## EXERCISE
For the records below, count the lines containing the word "Rejection" and reply with the number alone.

## Stored data
⁂
//! InMemory Chat Repository 実装
//!
//! ドメイン層が定義する ParticipantRepository / MessageRepository trait の具体的な実装。
//! HashMap と Vec をインメモリ DB として使用します。
//!
//! 本番では外部の永続ストアに置き換える想定で、リレーのコアはこの trait 越しにしか触りません。

use std::{
    collections::{HashMap, HashSet},
    sync::Arc,
};

use async_trait::async_trait;
use denpo_shared::time::{Clock, SystemClock};
use tokio::sync::Mutex;

use crate::domain::{
    DirectMessage, MessageId, MessageRepository, NewMessage, Participant, ParticipantId,
    ParticipantRepository, RepositoryError, Timestamp,
};

/// インメモリの参加者 + メッセージストア
pub struct InMemoryChatRepository {
    participants: Mutex<HashMap<ParticipantId, Participant>>,
    /// 挿入順（= created_at 昇順）で保持
    messages: Mutex<Vec<DirectMessage>>,
    clock: Arc<dyn Clock>,
}

impl InMemoryChatRepository {
    pub fn new() -> Self {
        Self::with_clock(Arc::new(SystemClock))
    }

    pub fn with_clock(clock: Arc<dyn Clock>) -> Self {
        Self {
            participants: Mutex::new(HashMap::new()),
            messages: Mutex::new(Vec::new()),
            clock,
        }
    }

    /// Add or replace a participant record (registration happens outside the relay).
    pub async fn upsert_participant(&self, participant: Participant) {
        let mut participants = self.participants.lock().await;
        participants.insert(participant.id.clone(), participant);
    }
}

impl Default for InMemoryChatRepository {
    fn default() -> Self {
        Self::new()
    }
}

#[async_trait]
impl ParticipantRepository for InMemoryChatRepository {
    async fn find_participant(
        &self,
        participant_id: &ParticipantId,
    ) -> Result<Option<Participant>, RepositoryError> {
        let participants = self.participants.lock().await;
        Ok(participants.get(participant_id).cloned())
    }

    async fn list_participants(&self) -> Result<Vec<Participant>, RepositoryError> {
        let participants = self.participants.lock().await;
        let mut all: Vec<Participant> = participants.values().cloned().collect();
        all.sort_by(|a, b| a.id.cmp(&b.id));
        Ok(all)
    }

    async fn set_online(
        &self,
        participant_id: &ParticipantId,
        online: bool,
    ) -> Result<(), RepositoryError> {
        let mut participants = self.participants.lock().await;
        let participant = participants
            .get_mut(participant_id)
            .ok_or_else(|| RepositoryError::ParticipantNotFound(participant_id.to_string()))?;
        participant.is_online = online;
        Ok(())
    }
}

#[async_trait]
impl MessageRepository for InMemoryChatRepository {
    async fn insert_message(&self, message: NewMessage) -> Result<DirectMessage, RepositoryError> {
        let mut messages = self.messages.lock().await;

        // created_at は単調非減少に保つ（時計が戻っても順序が崩れないように）
        let now = self.clock.now_millis();
        let created_at = messages
            .last()
            .map(|last| last.created_at.value().max(now))
            .unwrap_or(now);

        let record = DirectMessage {
            id: MessageId::generate(),
            sender_id: message.sender_id,
            recipient_id: message.recipient_id,
            content: message.content,
            created_at: Timestamp::new(created_at),
            read: false,
        };
        messages.push(record.clone());
        Ok(record)
    }

    async fn find_messages_for_pair(
        &self,
        a: &ParticipantId,
        b: &ParticipantId,
    ) -> Result<Vec<DirectMessage>, RepositoryError> {
        let messages = self.messages.lock().await;
        Ok(messages
            .iter()
            .filter(|m| m.is_between(a, b))
            .cloned()
            .collect())
    }

    async fn find_messages_for_participant(
        &self,
        participant_id: &ParticipantId,
    ) -> Result<Vec<DirectMessage>, RepositoryError> {
        let messages = self.messages.lock().await;
        Ok(messages
            .iter()
            .filter(|m| m.involves(participant_id))
            .cloned()
            .collect())
    }

    async fn mark_read(
        &self,
        recipient_id: &ParticipantId,
        message_ids: &[MessageId],
    ) -> Result<usize, RepositoryError> {
        let targets: HashSet<&MessageId> = message_ids.iter().collect();
        let mut messages = self.messages.lock().await;
        let changed = messages
            .iter_mut()
            .filter(|m| &m.recipient_id == recipient_id && targets.contains(&m.id))
            .map(|m| m.mark_read())
            .filter(|changed| *changed)
            .count();
        Ok(changed)
    }
}
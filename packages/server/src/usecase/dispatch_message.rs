//! UseCase: メッセージ配信（Message Dispatcher）
//!
//! 永続化済みのメッセージを送信者と受信者の現在の接続へ届けます。
//! 配信はベストエフォートで、再送はしません。受信者がオフラインでもエラーにはならず、
//! 次回接続時の一覧取得で回収されます。

use std::sync::Arc;

use crate::domain::{ConnectionRegistry, DirectMessage, ParticipantId, ServerEvent};

use super::{PublishPresenceUseCase, RelayTimeouts};

/// Result of one `dispatch` call
#[derive(Debug, Default, Clone, PartialEq, Eq)]
pub struct DispatchReport {
    /// Participants whose live connection accepted the delivery
    pub delivered_to: Vec<ParticipantId>,
    /// Participants whose connection failed the push and was evicted
    pub failed: Vec<ParticipantId>,
}

/// メッセージ配信のユースケース
pub struct DispatchMessageUseCase {
    registry: Arc<dyn ConnectionRegistry>,
    presence: Arc<PublishPresenceUseCase>,
    timeouts: RelayTimeouts,
}

impl DispatchMessageUseCase {
    pub fn new(
        registry: Arc<dyn ConnectionRegistry>,
        presence: Arc<PublishPresenceUseCase>,
        timeouts: RelayTimeouts,
    ) -> Self {
        Self {
            registry,
            presence,
            timeouts,
        }
    }

    /// Push `message` to the sender's and the recipient's current connections.
    ///
    /// A participant messaging themselves receives the event once.
    pub async fn dispatch(&self, message: &DirectMessage) -> DispatchReport {
        let mut targets = Vec::with_capacity(2);
        for participant_id in [&message.sender_id, &message.recipient_id] {
            if let Some(handle) = self.registry.lookup(participant_id).await
                && !targets.iter().any(|(_, h)| h == &handle)
            {
                targets.push((participant_id.clone(), handle));
            }
        }

        let mut report = DispatchReport::default();
        for (participant_id, handle) in targets {
            match handle
                .push(ServerEvent::Delivery(message.clone()), self.timeouts.send)
                .await
            {
                Ok(()) => report.delivered_to.push(participant_id),
                Err(e) => {
                    tracing::warn!(
                        "Failed to deliver message {} to '{}': {}",
                        message.id,
                        participant_id,
                        e
                    );
                    self.presence.evict(&participant_id, &handle).await;
                    report.failed.push(participant_id);
                }
            }
        }

        tracing::debug!(
            "Dispatched message {} ({} -> {}) to {} connections",
            message.id,
            message.sender_id,
            message.recipient_id,
            report.delivered_to.len()
        );

        report
    }
}
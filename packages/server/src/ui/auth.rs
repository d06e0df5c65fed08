//! Credential extraction for HTTP requests.

use std::sync::Arc;

use axum::{
    extract::FromRequestParts,
    http::{HeaderMap, header::AUTHORIZATION, request::Parts},
};

use crate::domain::{Credential, ParticipantId};

use super::{error::ApiError, state::AppState};

/// Read `Authorization: Bearer <token>`.
pub fn bearer_credential(headers: &HeaderMap) -> Option<Credential> {
    let value = headers.get(AUTHORIZATION)?.to_str().ok()?;
    let token = value.strip_prefix("Bearer ")?.trim();
    Credential::new(token.to_string()).ok()
}

/// Participant authenticated from the request's bearer token
#[derive(Debug, Clone)]
pub struct AuthenticatedParticipant(pub ParticipantId);

impl FromRequestParts<Arc<AppState>> for AuthenticatedParticipant {
    type Rejection = ApiError;

    async fn from_request_parts(
        parts: &mut Parts,
        state: &Arc<AppState>,
    ) -> Result<Self, Self::Rejection> {
        let credential = bearer_credential(&parts.headers);
        let participant_id = state
            .connect_participant_usecase
            .authenticate(credential)
            .await
            .inspect_err(|e| tracing::debug!("Rejected {} {}: {}", parts.method, parts.uri, e))?;
        Ok(Self(participant_id))
    }
}

#[cfg(test)]
mod tests {
    use axum::http::HeaderValue;

    use super::*;

    #[test]
    fn test_bearer_credential_is_extracted() {
        // テスト項目: Bearer トークンが取り出せる
        // given (前提条件):
        let mut headers = HeaderMap::new();
        headers.insert(AUTHORIZATION, HeaderValue::from_static("Bearer abc.def.ghi"));

        // when (操作):
        let credential = bearer_credential(&headers);

        // then (期待する結果):
        assert_eq!(credential.unwrap().expose(), "abc.def.ghi");
    }

    #[test]
    fn test_other_schemes_are_ignored() {
        // テスト項目: Bearer 以外のスキームや空トークンは資格情報なしとして扱う
        // given (前提条件):
        let mut basic = HeaderMap::new();
        basic.insert(AUTHORIZATION, HeaderValue::from_static("Basic dXNlcjpwYXNz"));
        let mut empty = HeaderMap::new();
        empty.insert(AUTHORIZATION, HeaderValue::from_static("Bearer "));

        // when (操作):
        let results = (bearer_credential(&basic), bearer_credential(&empty));

        // then (期待する結果):
        assert!(results.0.is_none());
        assert!(results.1.is_none());
        assert!(bearer_credential(&HeaderMap::new()).is_none());
    }
}
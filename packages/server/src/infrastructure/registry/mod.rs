//! Connection registry implementations.

pub mod inmemory;

pub use inmemory::InMemoryConnectionRegistry;
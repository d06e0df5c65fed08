//! Error types for the Denpo client.

use thiserror::Error;

/// Client-specific errors
#[derive(Debug, Error)]
pub enum ClientError {
    /// The server rejected the token (HTTP 401)
    #[error("Unauthorized: {0}")]
    Unauthorized(String),

    /// Another session of the same participant took over the connection
    #[error("Connection was replaced by another session")]
    Replaced,

    /// The handshake could not be completed
    #[error("Connection error: {0}")]
    ConnectionError(String),

    /// An established connection was lost
    #[error("Connection lost: {0}")]
    ConnectionLost(String),

    /// The REST API answered with an error body
    #[error("API error ({status}): {message}")]
    Api { status: u16, message: String },

    #[error("HTTP error: {0}")]
    Http(#[from] reqwest::Error),

    /// Input line could not be understood
    #[error("Invalid input: {0}")]
    InvalidInput(String),
}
⁂
## RESULT BELOW
2